When it pays to rush: interpreting morphogen gradients prior to steady-state.

Timothy Saunders1, Martin Howard.   

Abstract

During development, morphogen gradients precisely determine the position of gene expression boundaries despite the inevitable presence of fluctuations. Recent experiments suggest that some morphogen gradients may be interpreted prior to reaching steady-state. Theoretical work has predicted that such systems will be more robust to embryo-to-embryo fluctuations. By analyzing two experimentally motivated models of morphogen gradient formation, we investigate the positional precision of gene expression boundaries determined by pre-steady-state morphogen gradients in the presence of embryo-to-embryo fluctuations, internal biochemical noise and variations in the timing of morphogen measurement. Morphogens that are direct transcription factors are found to be particularly sensitive to internal noise when interpreted prior to steady-state, disadvantaging early measurement, even in the presence of large embryo-to-embryo fluctuations.

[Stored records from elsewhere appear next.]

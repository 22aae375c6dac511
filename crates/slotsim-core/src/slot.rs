//! Slot states and the fixed-horizon slot timeline.

use serde::{Deserialize, Serialize};

use crate::error::{SimError, SimResult};

/// State of the shared channel during one slot.
#[derive(Debug, Clone, Copy, PartialEq, Eq, Hash, Default, Serialize, Deserialize)]
#[serde(rename_all = "lowercase")]
pub enum SlotState {
    /// Nobody is transmitting.
    #[default]
    Idle,
    /// Exactly one node is transmitting.
    Transmission,
    /// Two or more nodes are transmitting at once.
    Collision,
}

impl SlotState {
    /// True for [`SlotState::Transmission`] and [`SlotState::Collision`].
    pub fn is_busy(self) -> bool {
        !matches!(self, SlotState::Idle)
    }
}

impl std::fmt::Display for SlotState {
    fn fmt(&self, f: &mut std::fmt::Formatter<'_>) -> std::fmt::Result {
        match self {
            SlotState::Idle => write!(f, "idle"),
            SlotState::Transmission => write!(f, "transmission"),
            SlotState::Collision => write!(f, "collision"),
        }
    }
}

/// Channel state for every slot up to a fixed horizon.
///
/// Bursts that would run past the horizon are clamped at the boundary; the
/// timeline never grows after construction.
#[derive(Debug, Clone, PartialEq, Eq)]
pub struct SlotTimeline {
    slots: Vec<SlotState>,
}

impl SlotTimeline {
    /// Creates a timeline of `horizon` idle slots.
    pub fn new(horizon: usize) -> Self {
        SlotTimeline {
            slots: vec![SlotState::Idle; horizon],
        }
    }

    /// Number of slots in the timeline.
    pub fn horizon(&self) -> usize {
        self.slots.len()
    }

    /// Reads the state of slot `index`.
    pub fn get(&self, index: usize) -> SimResult<SlotState> {
        self.slots.get(index).copied().ok_or(SimError::OutOfRange {
            index,
            horizon: self.horizon(),
        })
    }

    /// Sets `length` slots starting at `start` to `state`.
    ///
    /// The write is clamped to the horizon. Returns the number of slots
    /// actually written, which is less than `length` only for bursts that
    /// cross the end of the timeline.
    pub fn mark_range(&mut self, start: usize, length: usize, state: SlotState) -> usize {
        let horizon = self.horizon();
        let begin = start.min(horizon);
        let end = start.saturating_add(length).min(horizon);
        self.slots[begin..end].fill(state);
        end - begin
    }

    /// Iterates over all slot states in index order.
    pub fn iter(&self) -> impl Iterator<Item = SlotState> + '_ {
        self.slots.iter().copied()
    }

    /// Counts slots currently in `state`.
    pub fn count(&self, state: SlotState) -> usize {
        self.slots.iter().filter(|&&s| s == state).count()
    }
}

Morphogens interpreted by cell-surface receptors can be measured prior to steady-state without significant decrease in positional precision provided fluctuations in the timing of measurement are small. Applying our results to experiment, we predict that Bicoid, a transcription factor morphogen in Drosophila, is unlikely to be interpreted prior to reaching steady-state. We also predict that Activin in Xenopus and Nodal in zebrafish, morphogens interpreted by cell-surface receptors, can be decoded in pre-steady-state.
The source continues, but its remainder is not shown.